Hexafluorothioacetone based synthesis of fluorinated heterocycles

Abstract

Cycloadducts of hexafluorothioacetone (HFTA) were prepared in high yield by a CsF catalyzed reaction between readily available 2,2,4,4-tetrakis-(trifluoromethyl)-1,3-dithietane (as a source of HFTA) with conjugated electron-rich hydrocarbon dienes, such as cyclopentadiene, 2,3-dimethylbuta-1,3-diene, cyclohexa-1,3-diene or (1 Z,3 Z)-cyclohepta-1,3-diene. Cyclohexa-1,4- and (1 Z,5 Z)-cycloocta-1,5-dienes, also undergo the reaction with in situ generated HFTA, but form the products of insertion of HFTA into the C–H bond of the diene as a result of ene-reaction.

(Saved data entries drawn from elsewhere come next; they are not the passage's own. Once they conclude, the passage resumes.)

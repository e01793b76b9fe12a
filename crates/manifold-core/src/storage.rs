// SPDX-License-Identifier: PolyForm-Noncommercial-1.0.0
// Copyright (c) 2025 Sylvex. All rights reserved.

//! Storage collaborator interface.
//!
//! The embedded relational store lives outside this workspace; the manager
//! consumes it through the [`Storage`] trait. Each call is durable and
//! transactional on its own, and callers never hold the manager lock across
//! a storage call.
//!
//! [`MemoryStorage`] backs tests and standalone runs.

use std::collections::HashMap;

use async_trait::async_trait;
use tokio::sync::RwLock;

use crate::error::{StorageError, StorageResult};
use crate::types::{ConnectionRecord, DataPoint, DeviceRecord, Parser, SessionRecord};

// =============================================================================
// Storage Trait
// =============================================================================

/// The persistence surface consumed by the connection manager.
#[async_trait]
pub trait Storage: Send + Sync {
    // =========================================================================
    // Sessions
    // =========================================================================

    /// Persists a session record.
    async fn create_session(&self, session: &SessionRecord) -> StorageResult<()>;

    /// Fetches a session by id.
    async fn get_session(&self, id: &str) -> StorageResult<SessionRecord>;

    /// Lists all sessions.
    async fn list_sessions(&self) -> StorageResult<Vec<SessionRecord>>;

    /// Deletes a session by id.
    async fn delete_session(&self, id: &str) -> StorageResult<()>;

    // =========================================================================
    // Connections
    // =========================================================================

    /// Persists a connection record.
    async fn create_connection(&self, connection: &ConnectionRecord) -> StorageResult<()>;

    /// Fetches a connection by id.
    async fn get_connection(&self, id: &str) -> StorageResult<ConnectionRecord>;

    /// Lists the connections belonging to a session.
    async fn list_connections_by_session(
        &self,
        session_id: &str,
    ) -> StorageResult<Vec<ConnectionRecord>>;

    /// Deletes a connection by id.
    async fn delete_connection(&self, id: &str) -> StorageResult<()>;

    // =========================================================================
    // Devices
    // =========================================================================

    /// Persists a device record.
    async fn create_device(&self, device: &DeviceRecord) -> StorageResult<()>;

    /// Fetches a device by id.
    async fn get_device(&self, id: &str) -> StorageResult<DeviceRecord>;

    /// Lists the devices read through a connection.
    async fn list_devices_by_connection(
        &self,
        connection_id: &str,
    ) -> StorageResult<Vec<DeviceRecord>>;

    // =========================================================================
    // Parsers
    // =========================================================================

    /// Persists a parser descriptor.
    async fn create_parser(&self, parser: &Parser) -> StorageResult<()>;

    /// Fetches a parser by id.
    async fn get_parser(&self, id: &str) -> StorageResult<Parser>;

    // =========================================================================
    // Time-series data
    // =========================================================================

    /// Appends decoded samples to the time-series store.
    async fn write_data_points(&self, points: &[DataPoint]) -> StorageResult<()>;
}

// =============================================================================
// MemoryStorage
// =============================================================================

/// In-memory [`Storage`] implementation.
///
/// Table-per-record `RwLock`'d maps. Not durable; meant for tests and
/// standalone runs without the external store.
#[derive(Debug, Default)]
pub struct MemoryStorage {
    sessions: RwLock<HashMap<String, SessionRecord>>,
    connections: RwLock<HashMap<String, ConnectionRecord>>,
    devices: RwLock<HashMap<String, DeviceRecord>>,
    parsers: RwLock<HashMap<String, Parser>>,
    data_points: RwLock<Vec<DataPoint>>,
}

impl MemoryStorage {
    /// Creates an empty store.
    pub fn new() -> Self {
        Self::default()
    }

    /// Returns the number of stored connections.
    pub async fn connection_count(&self) -> usize {
        self.connections.read().await.len()
    }

    /// Returns the number of buffered data points.
    pub async fn data_point_count(&self) -> usize {
        self.data_points.read().await.len()
    }
}

#[async_trait]
impl Storage for MemoryStorage {
    async fn create_session(&self, session: &SessionRecord) -> StorageResult<()> {
        self.sessions
            .write()
            .await
            .insert(session.id.clone(), session.clone());
        Ok(())
    }

    async fn get_session(&self, id: &str) -> StorageResult<SessionRecord> {
        self.sessions
            .read()
            .await
            .get(id)
            .cloned()
            .ok_or_else(|| StorageError::not_found("session", id))
    }

    async fn list_sessions(&self) -> StorageResult<Vec<SessionRecord>> {
        Ok(self.sessions.read().await.values().cloned().collect())
    }

    async fn delete_session(&self, id: &str) -> StorageResult<()> {
        self.sessions
            .write()
            .await
            .remove(id)
            .map(|_| ())
            .ok_or_else(|| StorageError::not_found("session", id))
    }

    async fn create_connection(&self, connection: &ConnectionRecord) -> StorageResult<()> {
        self.connections
            .write()
            .await
            .insert(connection.id.clone(), connection.clone());
        Ok(())
    }

    async fn get_connection(&self, id: &str) -> StorageResult<ConnectionRecord> {
        self.connections
            .read()
            .await
            .get(id)
            .cloned()
            .ok_or_else(|| StorageError::not_found("connection", id))
    }

    async fn list_connections_by_session(
        &self,
        session_id: &str,
    ) -> StorageResult<Vec<ConnectionRecord>> {
        Ok(self
            .connections
            .read()
            .await
            .values()
            .filter(|c| c.session_id == session_id)
            .cloned()
            .collect())
    }

    async fn delete_connection(&self, id: &str) -> StorageResult<()> {
        self.connections
            .write()
            .await
            .remove(id)
            .map(|_| ())
            .ok_or_else(|| StorageError::not_found("connection", id))
    }

    async fn create_device(&self, device: &DeviceRecord) -> StorageResult<()> {
        self.devices
            .write()
            .await
            .insert(device.id.clone(), device.clone());
        Ok(())
    }

    async fn get_device(&self, id: &str) -> StorageResult<DeviceRecord> {
        self.devices
            .read()
            .await
            .get(id)
            .cloned()
            .ok_or_else(|| StorageError::not_found("device", id))
    }

    async fn list_devices_by_connection(
        &self,
        connection_id: &str,
    ) -> StorageResult<Vec<DeviceRecord>> {
        Ok(self
            .devices
            .read()
            .await
            .values()
            .filter(|d| d.connection_id == connection_id)
            .cloned()
            .collect())
    }

    async fn create_parser(&self, parser: &Parser) -> StorageResult<()> {
        self.parsers
            .write()
            .await
            .insert(parser.id.clone(), parser.clone());
        Ok(())
    }

    async fn get_parser(&self, id: &str) -> StorageResult<Parser> {
        self.parsers
            .read()
            .await
            .get(id)
            .cloned()
            .ok_or_else(|| StorageError::not_found("parser", id))
    }

    async fn write_data_points(&self, points: &[DataPoint]) -> StorageResult<()> {
        self.data_points.write().await.extend_from_slice(points);
        Ok(())
    }
}

// =============================================================================
// Tests
// =============================================================================

#[cfg(test)]
mod tests {
    use super::*;
    use crate::types::{ConnectionKind, FieldValue};
    use chrono::Utc;

    fn sample_connection(id: &str) -> ConnectionRecord {
        let mut record = ConnectionRecord::new(
            "sess-1",
            ConnectionKind::ModbusTcp,
            "plc",
            serde_json::json!({"host": "127.0.0.1", "port": 1502}),
        );
        record.id = id.to_string();
        record
    }

    #[tokio::test]
    async fn test_connection_crud() {
        let storage = MemoryStorage::new();
        let record = sample_connection("c-1");

        storage.create_connection(&record).await.unwrap();
        assert_eq!(storage.connection_count().await, 1);

        let fetched = storage.get_connection("c-1").await.unwrap();
        assert_eq!(fetched, record);

        storage.delete_connection("c-1").await.unwrap();
        let err = storage.get_connection("c-1").await.unwrap_err();
        assert!(matches!(err, StorageError::NotFound { .. }));
    }

    #[tokio::test]
    async fn test_delete_missing_connection() {
        let storage = MemoryStorage::new();
        let err = storage.delete_connection("nope").await.unwrap_err();
        assert_eq!(err.error_type(), "not_found");
    }

    #[tokio::test]
    async fn test_list_by_session() {
        let storage = MemoryStorage::new();
        storage
            .create_connection(&sample_connection("c-1"))
            .await
            .unwrap();
        storage
            .create_connection(&sample_connection("c-2"))
            .await
            .unwrap();

        let mut other = sample_connection("c-3");
        other.session_id = "sess-2".to_string();
        storage.create_connection(&other).await.unwrap();

        let listed = storage.list_connections_by_session("sess-1").await.unwrap();
        assert_eq!(listed.len(), 2);
    }

    #[tokio::test]
    async fn test_parser_round_trip() {
        let storage = MemoryStorage::new();
        let parser = Parser::fielded("p-1", "meter fields", vec![]);

        storage.create_parser(&parser).await.unwrap();
        let fetched = storage.get_parser("p-1").await.unwrap();
        assert_eq!(fetched.name, "meter fields");

        let err = storage.get_parser("p-2").await.unwrap_err();
        assert!(err.to_string().contains("parser not found"));
    }

    #[tokio::test]
    async fn test_data_points_append() {
        let storage = MemoryStorage::new();
        let point = DataPoint {
            id: "dp-1".into(),
            device_id: "dev-1".into(),
            parser_id: None,
            timestamp: Utc::now().timestamp_millis(),
            value: FieldValue::Float(21.5),
        };

        storage.write_data_points(&[point]).await.unwrap();
        assert_eq!(storage.data_point_count().await, 1);
    }
}
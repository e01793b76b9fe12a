// SPDX-License-Identifier: PolyForm-Noncommercial-1.0.0
// Copyright (c) 2025 Sylvex. All rights reserved.

//! # manifold-manager
//!
//! Connection lifecycle management for the Manifold telemetry backend.
//!
//! The [`ConnectionManager`] owns every live protocol handler: it creates
//! them through the factory registry, connects them with retry and
//! exponential backoff, routes reads through the parser engine, evicts idle
//! connections on a background sweep, and tears everything down on close.
//!
//! # Example
//!
//! ```rust,no_run
//! use std::sync::Arc;
//! use manifold_core::storage::{MemoryStorage, Storage};
//! use manifold_core::types::{ConnectionKind, ConnectionRecord};
//! use manifold_manager::ConnectionManager;
//!
//! # async fn example() -> Result<(), manifold_manager::ManagerError> {
//! let storage = Arc::new(MemoryStorage::new());
//! let manager = ConnectionManager::new(storage as Arc<dyn Storage>);
//!
//! let record = ConnectionRecord::new(
//!     "sess-1",
//!     ConnectionKind::ModbusTcp,
//!     "line-3 plc",
//!     serde_json::json!({"host": "192.168.1.50", "port": 502, "timeout": 10}),
//! );
//!
//! let id = manager.create(record).await?;
//! manager.start(&id).await?;
//! let data = manager.read_and_parse(&id).await?;
//! manager.close().await?;
//! # Ok(())
//! # }
//! ```

#![warn(missing_docs)]
#![warn(rustdoc::missing_crate_level_docs)]
#![deny(unsafe_code)]

mod connection;
mod error;
mod manager;

pub use connection::ManagedConnection;
pub use error::{ManagerError, ManagerResult};
pub use manager::{
    ConnectionManager, ManagerConfig, BASE_DELAY, IDLE_SWEEP_INTERVAL, IDLE_TTL, MAX_BACKOFF,
    MAX_RETRIES,
};
// SPDX-License-Identifier: PolyForm-Noncommercial-1.0.0
// Copyright (c) 2025 Sylvex. All rights reserved.

//! # manifold-parser
//!
//! Declarative field extraction for the Manifold telemetry backend.
//!
//! The [`Engine`] decodes raw device responses into typed per-device records
//! using the parser descriptors from `manifold-core`: either an ordered list
//! of offset/width/endianness field rules, or one of the built-in whole-frame
//! codecs (`ieee_3_floats`, `ascii_3_floats`, `int16_*`, `int32_signed`,
//! `raw_bytes`).
//!
//! # Example
//!
//! ```rust
//! use manifold_core::types::{FieldType, Parser, ParserField};
//! use manifold_parser::Engine;
//!
//! let parser = Parser::fielded(
//!     "p-1",
//!     "meter",
//!     vec![ParserField::new("count", "dev-1", FieldType::Uint16, 0)],
//! );
//!
//! let data = Engine::new().parse(&parser, &[0x00, 0x2A]).unwrap();
//! assert_eq!(data["dev-1"]["count"].as_f64(), Some(42.0));
//! ```

#![warn(missing_docs)]
#![warn(rustdoc::missing_crate_level_docs)]
#![deny(unsafe_code)]

mod engine;

pub use engine::Engine;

The highly selective reaction of HFTA with (1 Z,3 Z,5 Z)-cyclohepta-1,3,5-triene and (1 Z,3 Z,5 Z,7 Z)-cycloocta-1,3,5,7-tetraene leads to the formation of cycloadducts derived from exclusive addition of thioacetone to the corresponding bicyclic isomers—bicyclo[4.1.0]hepta-2,4-diene or bicyclo[4.2.0]octa-2,4,7-triene, respectively. The corresponding cycloadducts of HFTA with 2,3-dimethylbutadiene-1,3-cyclohexa-1,3-cyclohexa-1,4-dienes and (1 Z,3 Z,5 Z)-cyclohepta-1,3,5-triene were also prepared by direct reaction of sulfur/hexafluoropropene/KF and the corresponding hydrocarbon substrate at 35–45 °C in DMF.